Como combater as assimetrias que existem entre os municípios?
A aposta deve ser na retoma do caminho que estávamos a construir juntos desde 2016 e que em 2019 já estava em velocidade cruzeiro. A maioria dos municípios já possui os seus planos estratégicos aprovados em marcha quanto à execução dos projectos. Com as medidas que constam do Programa do Governo, aliados aos documentos estratégicos municipais, a ambição Cabo Verde 2030, estou seguro que vamos alcançar a concretização dos Objectivos do Desenvolvimento Sustentável e garantir um país desenvolvido para as próximas gerações.

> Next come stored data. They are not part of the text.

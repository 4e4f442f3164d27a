//! Edge route guard: decides redirect-vs-continue per navigation from the
//! request path and the presence of the session cookie.
//!
//! This is a presence check only. Token signature and expiry are validated
//! by the API handlers; a forged cookie gets the user to the dashboard
//! shell and no further.

use axum::{
    extract::{Query, Request},
    middleware::Next,
    response::{IntoResponse, Redirect, Response},
};
use axum_extra::extract::cookie::CookieJar;
use serde::Deserialize;

use crate::modules::auth::session::ACCESS_TOKEN_COOKIE;

/// Paths requiring a credential. Matches the prefix itself and sub-paths.
const PROTECTED_PREFIXES: &[&str] = &["/dashboard"];

/// Paths that are meaningless once credentialed.
const AUTH_ONLY_PATHS: &[&str] = &["/login", "/register"];

/// Infrastructure prefixes the guard never classifies. Any path containing
/// a dot (static assets) is excluded as well.
const EXCLUDED_PREFIXES: &[&str] = &["/api", "/_next/static", "/_next/image", "/public"];

const LOGIN_PATH: &str = "/login";
const DEFAULT_LANDING: &str = "/dashboard";

#[derive(Debug, Clone, PartialEq, Eq)]
pub enum GuardDecision {
    PassThrough,
    Redirect(String),
}

/// Pure classification of one navigation.
///
/// `redirect_param` is the `redirect` query parameter, honored after login
/// only when it is a same-origin absolute path: it must start with `/` and
/// not `//`, so an attacker-supplied URL can never bounce the user to
/// another host.
pub fn classify(path: &str, has_credential: bool, redirect_param: Option<&str>) -> GuardDecision {
    if is_excluded(path) {
        return GuardDecision::PassThrough;
    }

    if is_protected(path) && !has_credential {
        return GuardDecision::Redirect(format!("{LOGIN_PATH}?redirect={path}"));
    }

    if AUTH_ONLY_PATHS.contains(&path) && has_credential {
        let target = redirect_param
            .filter(|target| target.starts_with('/') && !target.starts_with("//"))
            .unwrap_or(DEFAULT_LANDING);
        return GuardDecision::Redirect(target.to_string());
    }

    GuardDecision::PassThrough
}

fn is_excluded(path: &str) -> bool {
    path.contains('.')
        || path == "/favicon.ico"
        || EXCLUDED_PREFIXES
            .iter()
            .any(|prefix| path == *prefix || path.starts_with(&format!("{prefix}/")))
}

fn is_protected(path: &str) -> bool {
    PROTECTED_PREFIXES
        .iter()
        .any(|prefix| path == *prefix || path.starts_with(&format!("{prefix}/")))
}

#[derive(Debug, Deserialize)]
struct RedirectQuery {
    redirect: Option<String>,
}

pub async fn route_guard(req: Request, next: Next) -> Response {
    let path = req.uri().path().to_string();
    let has_credential = CookieJar::from_headers(req.headers())
        .get(ACCESS_TOKEN_COOKIE)
        .is_some();
    let redirect_param = Query::<RedirectQuery>::try_from_uri(req.uri())
        .ok()
        .and_then(|query| query.0.redirect);

    match classify(&path, has_credential, redirect_param.as_deref()) {
        GuardDecision::PassThrough => next.run(req).await,
        GuardDecision::Redirect(location) => Redirect::temporary(&location).into_response(),
    }
}

#[cfg(test)]
mod tests {
    use super::*;

    #[test]
    fn protected_path_without_credential_redirects_to_login() {
        assert_eq!(
            classify("/dashboard", false, None),
            GuardDecision::Redirect("/login?redirect=/dashboard".to_string())
        );
        assert_eq!(
            classify("/dashboard/sites/new", false, None),
            GuardDecision::Redirect("/login?redirect=/dashboard/sites/new".to_string())
        );
    }

    #[test]
    fn protected_path_with_credential_passes() {
        assert_eq!(classify("/dashboard", true, None), GuardDecision::PassThrough);
    }

    #[test]
    fn auth_only_path_with_credential_redirects_to_landing() {
        assert_eq!(
            classify("/login", true, None),
            GuardDecision::Redirect("/dashboard".to_string())
        );
        assert_eq!(
            classify("/register", true, None),
            GuardDecision::Redirect("/dashboard".to_string())
        );
    }

    #[test]
    fn same_origin_redirect_param_is_honored() {
        assert_eq!(
            classify("/login", true, Some("/dashboard/settings")),
            GuardDecision::Redirect("/dashboard/settings".to_string())
        );
    }

    #[test]
    fn external_redirect_param_falls_back_to_landing() {
        assert_eq!(
            classify("/login", true, Some("https://evil.example")),
            GuardDecision::Redirect("/dashboard".to_string())
        );
        // Protocol-relative URLs resolve to another host too.
        assert_eq!(
            classify("/login", true, Some("//evil.example")),
            GuardDecision::Redirect("/dashboard".to_string())
        );
    }

    #[test]
    fn auth_only_path_without_credential_passes() {
        assert_eq!(classify("/login", false, None), GuardDecision::PassThrough);
    }

    #[test]
    fn public_path_passes_regardless_of_credential() {
        assert_eq!(classify("/", false, None), GuardDecision::PassThrough);
        assert_eq!(classify("/", true, None), GuardDecision::PassThrough);
    }

    #[test]
    fn infrastructure_paths_are_never_classified() {
        // Even though /api and asset paths never carry a cookie, they must
        // not be bounced to the login page.
        assert_eq!(
            classify("/api/sites", false, None),
            GuardDecision::PassThrough
        );
        assert_eq!(
            classify("/favicon.ico", false, None),
            GuardDecision::PassThrough
        );
        assert_eq!(
            classify("/_next/static/chunk.js", false, None),
            GuardDecision::PassThrough
        );
        assert_eq!(
            classify("/public/logo.svg", false, None),
            GuardDecision::PassThrough
        );
    }
}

Que papel pode ter a ANMCV neste nivelar das diferenças entre os diferentes concelhos de Cabo Verde?
Somos o sindicato dos municípios. O nosso papel é defender, proteger e cuidar dos interesses de todos os municípios. É isso que estamos empenhados em fazer. Temos uma boa associação, credível e respeitada. Somos tidos e achados em tudo. Felizmente existe um bom ambiente institucional e uma disponibilidade do Governo e dos parceiros internacionais para o diálogo e parcerias sem precedentes. Estamos em vários fóruns nacionais e internacionais e temo-nos esforçado para alargar a nossa influência e, através desta, mobilizar mais parcerias e recursos para os municípios. Estou seguro que as alterações que aconteceram de 2016 para cá são irreversíveis. Há coisas que precisam ser colocadas em lei para evitar que no futuro, se vier um primeiro-ministro diferente deste, não haja reversão dos ganhos. Estamos crentes que vamos ter reformas que tornarão o poder local cabo-verdiano ainda mais forte. Vamos celebrar o 30º aniversário do poder local em Cabo Verde a 15 de Dezembro sob o auspício de grandes ganhos e desafios. E a Associação Nacional de Municípios de Cabo Verde esteve sempre na linha da frente desde a sua criação. O trabalho continua.
Texto originalmente publicado na edição impressa do Expresso das Ilhas nº 1043 de 24 de Novembro de 2021.